During the 10th century, stone inscriptions not only record royal donations to the Theravāda bhikkhunīs attesting to their active presence in core sacred spaces, they record leading Upāsikā supporters' donations as well.

Just across the footpath from Sri Lanka's oldest Buddhist stupa in Anuradhapura, the Thuparama, adjacent to the Sanghamittā Stupa, within a few minutes easy walk to the Jaya Sri Maha Bodhi, there was once a well-apportioned and centrally-located bhikkhunī ārāma in the area then and still known as the Padalañchana, in the 10th century constructed for and donated,

"to the bhikkhunīs of the universally reverenced Thera School (the Theravāda) by Vajirā, wife of commander-in-chief Sakka Senāpatī, during the reign of King Jotivana (Kassapa V), the Sovereign of Sri Lanka."

It was one of the last of the Anuradhapura period to be so.

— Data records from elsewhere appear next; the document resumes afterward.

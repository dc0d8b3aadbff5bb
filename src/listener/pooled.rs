//! Asynchronous listener delivery.
//!
//! [`PooledListener`] wraps a listener so the transitioning thread only
//! enqueues a copy of the event:
//!
//! ```text
//! dispatch ──► PooledListener::on_event ──► [bounded queue] ──► worker task ──► inner.on_event()
//!                      │                                             └─► panic caught, logged
//!                      └─► queue full / worker gone ──► ListenerFailure for this pass
//! ```
//!
//! Per-listener FIFO is preserved; ordering relative to the resource's later
//! transitions is not. The wrapped listener sees snapshots, never the live
//! record.

use std::panic::{self, AssertUnwindSafe};
use std::sync::Arc;

use tokio::runtime::Handle;
use tokio::sync::mpsc;

use super::{panic_message, Listener};
use crate::error::ListenerError;
use crate::event::Event;

/// Listener that hands events to a dedicated worker task.
pub struct PooledListener<M> {
    name: String,
    sender: mpsc::Sender<Event<M>>,
}

impl<M> PooledListener<M>
where
    M: Clone + Send + Sync + 'static,
{
    /// Spawn the worker on `handle` and return the registrable wrapper.
    ///
    /// Capacity is clamped to a minimum of 1.
    pub fn spawn(listener: Arc<dyn Listener<M>>, capacity: usize, handle: &Handle) -> Arc<Self> {
        let (sender, mut receiver) = mpsc::channel::<Event<M>>(capacity.max(1));
        let name = listener.name().to_string();

        handle.spawn(async move {
            while let Some(event) = receiver.recv().await {
                let outcome =
                    panic::catch_unwind(AssertUnwindSafe(|| listener.on_event(&event)));
                match outcome {
                    Ok(Ok(())) => {}
                    Ok(Err(err)) => {
                        tracing::warn!(listener = listener.name(), error = %err, "Pooled listener failed");
                    }
                    Err(payload) => {
                        tracing::warn!(
                            listener = listener.name(),
                            panic = %panic_message(payload.as_ref()),
                            "Pooled listener panicked"
                        );
                    }
                }
            }
            tracing::debug!(listener = listener.name(), "Pooled listener worker stopped");
        });

        Arc::new(Self { name, sender })
    }

    /// Events queued but not yet handled.
    pub fn queued(&self) -> usize {
        self.sender.max_capacity() - self.sender.capacity()
    }
}

impl<M> Listener<M> for PooledListener<M>
where
    M: Clone + Send + Sync + 'static,
{
    fn on_event(&self, event: &Event<M>) -> Result<(), ListenerError> {
        match self.sender.try_send(event.clone()) {
            Ok(()) => Ok(()),
            Err(mpsc::error::TrySendError::Full(_)) => Err(ListenerError::new("queue full")),
            Err(mpsc::error::TrySendError::Closed(_)) => {
                Err(ListenerError::new("worker stopped"))
            }
        }
    }

    fn name(&self) -> &str {
        &self.name
    }
}
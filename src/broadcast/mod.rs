//! # Broadcasters.
//!
//! A [`Broadcaster`] owns the subscriber set of one topic and fans messages
//! out to it. Delivery drives the per-resource transitions: every suspended
//! subscriber is resumed with the message, streaming-capable ones are parked
//! again right away.
//!
//! ```text
//! broadcast(msg)
//!   │  snapshot subscribers (read lock, released before delivery)
//!   │  per subscriber, under its serializer:
//!   ├──► suspended?  ── no ──► skipped (+ replay cache)
//!   │        │ yes
//!   │        ▼
//!   │    resource.deliver(msg) ── lost race ──► skipped
//!   │        │
//!   │        ├──► transport / listener failures ──► BroadcastOutcome.failures
//!   │        └──► streaming? ──► suspend(last timeout)
//!   └──► BroadcastOutcome { resumed, skipped, failures }
//! ```
//!
//! ## Rules
//! - A resource belongs to at most one broadcaster. A suspended resource
//!   cannot be moved; anything else is detached from its old owner first.
//! - Lock order is resource owner slot, then subscriber map. Delivery runs
//!   with no broadcaster lock held, so listeners may subscribe, unsubscribe or
//!   broadcast again.
//! - The suspended check, the cache fallback, the delivery and the streaming
//!   re-suspend of one subscriber form one step under that resource's
//!   serializer. [`Broadcaster::resuspend`] drains the cache inside the same
//!   kind of step, so cached messages always precede newer ones.
//! - After [`Broadcaster::destroy`] every subscriber is released and further
//!   subscribe / broadcast calls fail with `BroadcasterDestroyed`.

mod cache;
mod factory;

pub use cache::ReplayCache;
pub use factory::BroadcasterFactory;

use std::collections::HashMap;
use std::fmt;
use std::sync::atomic::{AtomicBool, Ordering};
use std::sync::{Arc, PoisonError, RwLock, RwLockReadGuard, RwLockWriteGuard, Weak};
use std::time::Duration;

use crate::config::BroadcasterConfig;
use crate::error::{DeliveryFailure, Error, InvalidState, Result};
use crate::observability::metrics::{
    record_broadcast, record_delivery, record_skipped, record_subscribers,
};
use crate::resource::{Resource, ResourceId};

/// Result of one broadcast.
#[derive(Debug, Default, Clone, PartialEq, Eq)]
pub struct BroadcastOutcome {
    /// Subscribers that received the message.
    pub resumed: usize,
    /// Subscribers that were not suspended, or lost a race to cancel/timeout.
    pub skipped: usize,
    /// Per-subscriber transport and listener failures.
    pub failures: Vec<DeliveryFailure>,
}

impl BroadcastOutcome {
    /// True when nothing failed.
    pub fn is_clean(&self) -> bool {
        self.failures.is_empty()
    }
}

struct BroadcasterInner<M> {
    id: String,
    config: BroadcasterConfig,
    subscribers: RwLock<HashMap<ResourceId, Resource<M>>>,
    cache: Option<ReplayCache<M>>,
    destroyed: AtomicBool,
}

/// Fan-out dispatcher for one topic.
///
/// Cheap to clone; clones share the subscriber set.
pub struct Broadcaster<M> {
    inner: Arc<BroadcasterInner<M>>,
}

impl<M> Clone for Broadcaster<M> {
    fn clone(&self) -> Self {
        Self {
            inner: Arc::clone(&self.inner),
        }
    }
}

/// Non-owning handle stored in a resource's owner slot.
pub(crate) struct WeakBroadcaster<M>(Weak<BroadcasterInner<M>>);

impl<M> WeakBroadcaster<M> {
    pub(crate) fn upgrade(&self) -> Option<Broadcaster<M>> {
        self.0.upgrade().map(|inner| Broadcaster { inner })
    }

    pub(crate) fn points_to(&self, broadcaster: &Broadcaster<M>) -> bool {
        std::ptr::eq(self.0.as_ptr(), Arc::as_ptr(&broadcaster.inner))
    }
}

enum Attempt {
    Delivered,
    Failed,
    Skipped,
}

Thus not only the chronicles, but also stone inscriptions up into the 10th century CE, show bhikkhunīs, including those specifically of the Mahāviharavāsin Theravāda school, actively present, involved, honored and supported at the heart of the ancient sacred spaces, with the Sri Maha Bodhi tree, in the forecourt of the Thuparamaya.

Bhikkhunīs of the other leading traditions of the Abhayagirivihara and Jetavanarama are likewise recorded by inscriptions as actively royally supported, likewise the Bhikkhu Sangha, up to the period of Chola conquest, when Anuradhapura was plundered and burned, and the bhikkhunīs disappeared from the records.

During the time of their absence, some customs changed.

I will tell a story.

When on walking pilgrimage in Thailand, when we arrived at the great Phra That Phanom Chedi stupa on the Mekong River, the final destination of our pilgrimage, our small pilgrimage party was welcomed up to the inner sanctum of the cetiya.

The chief monk noted to us that normally women were not allowed inside the inner sanctum, but chose to make an exception at the sight of a then very rare Bhikkhunī (at that time i might have been the only such bhikkhunī present in Thailand, Ven Dhammanandā was then still a sāmanerī, and Ven. Bhikkhunī Dr. Lee was abroad in Sri Lanka).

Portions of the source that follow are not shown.